(Data for analysis begins)

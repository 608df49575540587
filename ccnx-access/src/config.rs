//! Access configuration from file and environment.

use std::path::PathBuf;

use serde::Deserialize;

use crate::chunk::{ChunkSize, DEFAULT_CHUNK_SIZE};
use crate::control::Capabilities;
use crate::identity::Credentials;
use crate::name::{Name, NameError, NameSegment};
use crate::portal::Timeout;

/// Access configuration. File: ~/.config/ccnx-access/config.toml or /etc/ccnx-access/config.toml.
/// Env overrides: CCNX_STREAMS_SEEKABLE, CCNX_FORWARDER, CCNX_NETWORK_CACHING, CCNX_TIMEOUT_MS.
#[derive(Debug, Clone, PartialEq, Eq, Deserialize)]
#[serde(deny_unknown_fields)]
pub struct AccessConfig {
    /// Whether streams advertise seeking (default true).
    #[serde(default = "default_seekable")]
    pub seekable: bool,
    /// Name prefix the serving side listens on.
    #[serde(default = "default_domain_prefix")]
    pub domain_prefix: String,
    /// Command segment after the prefix.
    #[serde(default = "default_command")]
    pub command: String,
    /// Opaque segments appended after the chunk number (decoding profile of the server).
    #[serde(default = "default_trailer_segments")]
    pub trailer_segments: Vec<String>,
    /// Chunk size assumed until the first response.
    #[serde(default = "default_initial_chunk_size")]
    pub initial_chunk_size: u64,
    /// Host network caching in milliseconds, reported as playback latency.
    #[serde(default = "default_network_caching_ms")]
    pub network_caching_ms: u64,
    /// Per-exchange timeout. Absent: wait forever.
    #[serde(default)]
    pub timeout_ms: Option<u64>,
    /// Forwarder address for TCP portals.
    #[serde(default = "default_forwarder")]
    pub forwarder: String,
    #[serde(default)]
    pub credentials: Credentials,
}

fn default_seekable() -> bool {
    true
}
fn default_domain_prefix() -> String {
    "ccnx:/ccnx/tutorial".to_string()
}
fn default_command() -> String {
    "fetch".to_string()
}
fn default_trailer_segments() -> Vec<String> {
    vec!["F50".to_string(), "L4".to_string()]
}
fn default_initial_chunk_size() -> u64 {
    DEFAULT_CHUNK_SIZE
}
fn default_network_caching_ms() -> u64 {
    1000
}
fn default_forwarder() -> String {
    "127.0.0.1:9695".to_string()
}

impl Default for AccessConfig {
    fn default() -> Self {
        Self {
            seekable: default_seekable(),
            domain_prefix: default_domain_prefix(),
            command: default_command(),
            trailer_segments: default_trailer_segments(),
            initial_chunk_size: default_initial_chunk_size(),
            network_caching_ms: default_network_caching_ms(),
            timeout_ms: None,
            forwarder: default_forwarder(),
            credentials: Credentials::default(),
        }
    }
}

#[derive(Debug, thiserror::Error)]
pub enum ConfigError {
    #[error("parse: {0}")]
    Parse(#[from] toml::de::Error),
    #[error("domain prefix: {0}")]
    Prefix(#[from] NameError),
    #[error("initial chunk size must be positive")]
    ZeroChunkSize,
}

impl AccessConfig {
    pub fn from_toml_str(s: &str) -> Result<Self, ConfigError> {
        let c: AccessConfig = toml::from_str(s)?;
        c.validate()?;
        Ok(c)
    }

    /// Reject settings a stream cannot start with.
    pub fn validate(&self) -> Result<(), ConfigError> {
        self.prefix_name()?;
        self.chunk_size()?;
        Ok(())
    }

    pub fn prefix_name(&self) -> Result<Name, NameError> {
        Name::parse_uri(&self.domain_prefix)
    }

    pub fn chunk_size(&self) -> Result<ChunkSize, ConfigError> {
        ChunkSize::new(self.initial_chunk_size).ok_or(ConfigError::ZeroChunkSize)
    }

    pub fn trailer(&self) -> Vec<NameSegment> {
        self.trailer_segments
            .iter()
            .map(|s| NameSegment::name(s.as_bytes()))
            .collect()
    }

    pub fn timeout(&self) -> Timeout {
        Timeout::from_millis(self.timeout_ms)
    }

    pub fn capabilities(&self) -> Capabilities {
        Capabilities {
            seekable: self.seekable,
            network_caching_ms: self.network_caching_ms,
        }
    }

    /// Apply environment overrides through `var` (std::env::var in production).
    fn apply_env<F>(&mut self, var: F)
    where
        F: Fn(&str) -> Option<String>,
    {
        if let Some(s) = var("CCNX_STREAMS_SEEKABLE") {
            match s.to_ascii_lowercase().as_str() {
                "1" | "true" | "yes" | "on" => self.seekable = true,
                "0" | "false" | "no" | "off" => self.seekable = false,
                _ => log::warn!("ignoring CCNX_STREAMS_SEEKABLE={}", s),
            }
        }
        if let Some(s) = var("CCNX_FORWARDER") {
            if !s.is_empty() {
                self.forwarder = s;
            }
        }
        if let Some(s) = var("CCNX_NETWORK_CACHING") {
            if let Ok(ms) = s.parse::<u64>() {
                self.network_caching_ms = ms;
            }
        }
        if let Some(s) = var("CCNX_TIMEOUT_MS") {
            match s.as_str() {
                "" | "never" => self.timeout_ms = None,
                _ => {
                    if let Ok(ms) = s.parse::<u64>() {
                        self.timeout_ms = Some(ms);
                    }
                }
            }
        }
    }
}

/// Load config: merge default, then config file (if present), then env vars.
pub fn load() -> AccessConfig {
    let mut c = load_file().unwrap_or_default();
    c.apply_env(|k| std::env::var(k).ok());
    c
}

fn config_paths() -> Vec<PathBuf> {
    let home = std::env::var_os("HOME").map(PathBuf::from);
    let mut out = Vec::new();
    if let Some(h) = home {
        out.push(h.join(".config/ccnx-access/config.toml"));
    }
    out.push(PathBuf::from("/etc/ccnx-access/config.toml"));
    out
}

fn load_file() -> Option<AccessConfig> {
    for p in config_paths() {
        if p.exists() {
            match std::fs::read_to_string(&p) {
                Ok(s) => match AccessConfig::from_toml_str(&s) {
                    Ok(c) => return Some(c),
                    Err(e) => log::warn!("ignoring {}: {}", p.display(), e),
                },
                Err(e) => log::warn!("cannot read {}: {}", p.display(), e),
            }
            break;
        }
    }
    None
}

(Data for analysis ends)

**Instructions to follow**
Every line above is to be transcribed exactly, with nothing missed.

**Solution to this task**
repository 608df49575540587
filename ccnx-access/src/config.rs
//! Access configuration from file and environment.

use std::path::PathBuf;

use serde::Deserialize;

use crate::chunk::{ChunkSize, DEFAULT_CHUNK_SIZE};
use crate::control::Capabilities;
use crate::identity::Credentials;
use crate::name::{Name, NameError, NameSegment};
use crate::portal::Timeout;

/// Access configuration. File: ~/.config/ccnx-access/config.toml or /etc/ccnx-access/config.toml.
/// Env overrides: CCNX_STREAMS_SEEKABLE, CCNX_FORWARDER, CCNX_NETWORK_CACHING, CCNX_TIMEOUT_MS.
#[derive(Debug, Clone, PartialEq, Eq, Deserialize)]
#[serde(deny_unknown_fields)]
pub struct AccessConfig {
    /// Whether streams advertise seeking (default true).
    #[serde(default = "default_seekable")]
    pub seekable: bool,
    /// Name prefix the serving side listens on.
    #[serde(default = "default_domain_prefix")]
    pub domain_prefix: String,
    /// Command segment after the prefix.
    #[serde(default = "default_command")]
    pub command: String,
    /// Opaque segments appended after the chunk number (decoding profile of the server).
    #[serde(default = "default_trailer_segments")]
    pub trailer_segments: Vec<String>,
    /// Chunk size assumed until the first response.
    #[serde(default = "default_initial_chunk_size")]
    pub initial_chunk_size: u64,
    /// Host network caching in milliseconds, reported as playback latency.
    #[serde(default = "default_network_caching_ms")]
    pub network_caching_ms: u64,
    /// Per-exchange timeout. Absent: wait forever.
    #[serde(default)]
    pub timeout_ms: Option<u64>,
    /// Forwarder address for TCP portals.
    #[serde(default = "default_forwarder")]
    pub forwarder: String,
    #[serde(default)]
    pub credentials: Credentials,
}

fn default_seekable() -> bool {
    true
}
fn default_domain_prefix() -> String {
    "ccnx:/ccnx/tutorial".to_string()
}
fn default_command() -> String {
    "fetch".to_string()
}
fn default_trailer_segments() -> Vec<String> {
    vec!["F50".to_string(), "L4".to_string()]
}
fn default_initial_chunk_size() -> u64 {
    DEFAULT_CHUNK_SIZE
}
fn default_network_caching_ms() -> u64 {
    1000
}
fn default_forwarder() -> String {
    "127.0.0.1:9695".to_string()
}

impl Default for AccessConfig {
    fn default() -> Self {
        Self {
            seekable: default_seekable(),
            domain_prefix: default_domain_prefix(),
            command: default_command(),
            trailer_segments: default_trailer_segments(),
            initial_chunk_size: default_initial_chunk_size(),
            network_caching_ms: default_network_caching_ms(),
            timeout_ms: None,
            forwarder: default_forwarder(),
            credentials: Credentials::default(),
        }
    }
}

#[derive(Debug, thiserror::Error)]
pub enum ConfigError {
    #[error("parse: {0}")]
    Parse(#[from] toml::de::Error),
    #[error("domain prefix: {0}")]
    Prefix(#[from] NameError),
    #[error("initial chunk size must be positive")]
    ZeroChunkSize,
}

impl AccessConfig {
    pub fn from_toml_str(s: &str) -> Result<Self, ConfigError> {
        let c: AccessConfig = toml::from_str(s)?;
        c.validate()?;
        Ok(c)
    }

    /// Reject settings a stream cannot start with.
    pub fn validate(&self) -> Result<(), ConfigError> {
        self.prefix_name()?;
        self.chunk_size()?;
        Ok(())
    }

    pub fn prefix_name(&self) -> Result<Name, NameError> {
        Name::parse_uri(&self.domain_prefix)
    }

    pub fn chunk_size(&self) -> Result<ChunkSize, ConfigError> {
        ChunkSize::new(self.initial_chunk_size).ok_or(ConfigError::ZeroChunkSize)
    }

    pub fn trailer(&self) -> Vec<NameSegment> {
        self.trailer_segments
            .iter()
            .map(|s| NameSegment::name(s.as_bytes()))
            .collect()
    }

    pub fn timeout(&self) -> Timeout {
        Timeout::from_millis(self.timeout_ms)
    }

    pub fn capabilities(&self) -> Capabilities {
        Capabilities {
            seekable: self.seekable,
            network_caching_ms: self.network_caching_ms,
        }
    }

    /// Apply environment overrides through `var` (std::env::var in production).
    fn apply_env<F>(&mut self, var: F)
    where
        F: Fn(&str) -> Option<String>,
    {
        if let Some(s) = var("CCNX_STREAMS_SEEKABLE") {
            match s.to_ascii_lowercase().as_str() {
                "1" | "true" | "yes" | "on" => self.seekable = true,
                "0" | "false" | "no" | "off" => self.seekable = false,
                _ => log::warn!("ignoring CCNX_STREAMS_SEEKABLE={}", s),
            }
        }
        if let Some(s) = var("CCNX_FORWARDER") {
            if !s.is_empty() {
                self.forwarder = s;
            }
        }
        if let Some(s) = var("CCNX_NETWORK_CACHING") {
            if let Ok(ms) = s.parse::<u64>() {
                self.network_caching_ms = ms;
            }
        }
        if let Some(s) = var("CCNX_TIMEOUT_MS") {
            match s.as_str() {
                "" | "never" => self.timeout_ms = None,
                _ => {
                    if let Ok(ms) = s.parse::<u64>() {
                        self.timeout_ms = Some(ms);
                    }
                }
            }
        }
    }
}

/// Load config: merge default, then config file (if present), then env vars.
pub fn load() -> AccessConfig {
    let mut c = load_file().unwrap_or_default();
    c.apply_env(|k| std::env::var(k).ok());
    c
}

fn config_paths() -> Vec<PathBuf> {
    let home = std::env::var_os("HOME").map(PathBuf::from);
    let mut out = Vec::new();
    if let Some(h) = home {
        out.push(h.join(".config/ccnx-access/config.toml"));
    }
    out.push(PathBuf::from("/etc/ccnx-access/config.toml"));
    out
}

fn load_file() -> Option<AccessConfig> {
    for p in config_paths() {
        if p.exists() {
            match std::fs::read_to_string(&p) {
                Ok(s) => match AccessConfig::from_toml_str(&s) {
                    Ok(c) => return Some(c),
                    Err(e) => log::warn!("ignoring {}: {}", p.display(), e),
                },
                Err(e) => log::warn!("cannot read {}: {}", p.display(), e),
            }
            break;
        }
    }
    None
}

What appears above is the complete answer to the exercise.